In the afternoon, I spoke with my disability claims examiner and gathered paperwork for her. My eligibility confirmation came through this morning, and I think the actual leave is just a matter of paperwork now.
But paperwork sure is sucking the life out of me right now.
So this morning when the weather looked sunny and conducive to a perfect spring day, Nan and I decided to surprise the teenager and retrieve her hearing aids from the ear doctor. Then, we could grab some cold beverages and visit Bethlehem’s Monocacy Park.
The park is quiet, easy to navigate and has a creek.

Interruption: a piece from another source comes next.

pub mod app_settings;
pub mod app_state;
pub mod messages;
pub mod network;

The birds, geese and fishermen would offer entertainment for Nan, as between the water and the animals there would be nature to hear as well as see.
It was a fantastic way to bring some stress-free moments into running errands.
After a modified upper body workout with Andrew, Joan stopped by and brought me an early birthday gift from the residents of Plastiqueville.
The hat was not for me but for my mallet finger.
And for dinner, the teenager made Hungryroot meatballs and cauliflower linguine. We used ShopRite tomato and basil pasta sauce. It turned out so lovely I had to make a slice of butter bread to sop up the sauce.
Yesterday was a good day at work. I worked all ten hours and packaged 561 items. I came home achy, but not in a horrible way.
Then, today I woke stiff with my bones burning. The temperature had dropped 20 degrees and I thought maybe that had caused the issues in my joints.
I had that feeling — I’ve mentioned it before in my posts about my life with cerebral palsy— that my right leg was not in the hip socket all the way. It didn’t hurt, not really, but the persistent sensation left me queasy and close to vomiting.
The feeling in my hip changed a lot throughout the morning and as the awkwardness and instability in my right leg changed, my lower back began to burn.
Then one of the process leads came around the warehouse offering an early out for all of us— so I told her… I’d like to call my chiropractor, and take the early out.
So I called Dr. Jensen of Back in Line and she, herself, answered the phone.
“I don’t know if you have the time or the interest to see me today,” I said as I explained everything.
She wanted to see me.
So despite the fact that I did 112% in my job yesterday and I believe 105% in QC today, I went to the chiropractor and had a grueling appointment. Things popped. Body parts screamed.
My body still aches— but now my bones no longer feel like they are grinding or that they are pointing the wrong direction.